What will alternative work communities look like in 2030?
As WORKTECH Academy announces the date of its 2018 Innovation Day in London, we look back to the 2017 workshop event – and a deep dive into how alternative work communities might operate in the near future
There has been a general consensus around the shape and approach of office-based work communities for the past 50 years, but evidence is growing that current global shifts in work patterns and technologies are now calling into question everything we thought we knew about how communities form and function.

John Thackara: Innovation Day provocateur
According to international design writer and environmentalist John Thackara, organisations need to prepare for a future of alternative work communities featuring dispersed teams, remote networks, heightened ecological awareness and project-based work centred on people’s skills, not employment.
Thackara, author of How To Thrive In The Next Economy: Designing Tomorrow’s World Today, was the guest speaker and provocateur at WORKTECH Academy’s inaugural Innovation Day for Global Partners and Corporate Members, held on 13 November 2017 on the eve of the WORKTECH London conference.

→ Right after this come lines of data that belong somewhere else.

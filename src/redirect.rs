//! Redirect handling.
//!
//! These are the mechanics the retry controller consults when a response
//! carries a redirect status: resolving `Location`, deciding whether the
//! hop crosses origins, rewriting the method, and scrubbing sensitive
//! headers before the follow-up request.

use http::header::{HeaderMap, HeaderName, HeaderValue};
use http::{Method, StatusCode};
use url::Url;

use crate::client::pool::Origin;

/// The statuses the controller follows when a `Location` is present.
pub(crate) fn is_redirect(status: StatusCode) -> bool {
    matches!(status.as_u16(), 301 | 302 | 303 | 307 | 308)
}

/// Resolves a `Location` header against the URL that produced it.
///
/// Returns `None` for values that are not UTF-8, do not parse, or resolve
/// to a scheme we cannot speak; such responses are returned to the caller
/// instead of followed.
pub(crate) fn resolve_location(base: &Url, location: &HeaderValue) -> Option<Url> {
    let raw = std::str::from_utf8(location.as_bytes()).ok()?;
    let target = base.join(raw).ok()?;
    match target.scheme() {
        "http" | "https" => Some(target),
        _ => {
            debug!("ignoring redirect to unsupported scheme: {}", target);
            None
        }
    }
}

/// The method for the follow-up request, and whether the body is dropped.
///
/// A 303 always rewrites to GET (HEAD stays HEAD). Browsers also downgrade
/// 301/302 for anything that isn't a safe method, and servers depend on
/// that, so we do the same. 307/308 keep both method and body.
pub(crate) fn redirect_method(status: StatusCode, method: &Method) -> (Method, bool) {
    match status.as_u16() {
        303 => {
            if *method == Method::HEAD {
                (Method::HEAD, true)
            } else {
                (Method::GET, true)
            }
        }
        301 | 302 => {
            if *method == Method::GET || *method == Method::HEAD {
                (method.clone(), false)
            } else {
                (Method::GET, true)
            }
        }
        _ => (method.clone(), false),
    }
}

/// Whether a hop leaves the origin it started from.
///
/// Origins compare on normalized `(scheme, host, port)`: hosts lowercased
/// with trailing dots stripped, ports defaulted per scheme.
pub(crate) fn is_cross_origin(previous: &Url, next: &Url) -> bool {
    match (Origin::from_url(previous), Origin::from_url(next)) {
        (Ok(a), Ok(b)) => a != b,
        // unparseable origins never share credentials
        _ => true,
    }
}

/// Drops every variant of each listed header before a cross-origin hop.
///
/// Matching is case-insensitive by construction: header names are
/// normalized lowercase, and removal takes all values of the entry.
pub(crate) fn remove_sensitive_headers(headers: &mut HeaderMap, names: &[HeaderName]) {
    for name in names {
        if headers.remove(name).is_some() {
            debug!("stripped {} header on cross-origin redirect", name);
        }
    }
}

As WORKTECH Academy announces the London date for its 2018 Innovation Day – Monday 26 November – we revisit the key messages of the 2017 workshop event.
Uprooting cultural identity
John Thackara explored the history of work communities, quoting the fears of 19th century French philosopher Elisée Reclus, who predicted that rapid modernisation and industrialisation would uproot cultural identity. Reclus described imagined and intentional communities, communities of practice and communities of interest. Place and change were the two elements crucial to all of these communities.
More than 100 years later, space, energy and resource-intensive businesses are making the modern workplace unsustainable and unstable, said Thackara. Only one in four of the world’s working age adults enjoy secure work – the rest are ‘nomads, precarians, informals’.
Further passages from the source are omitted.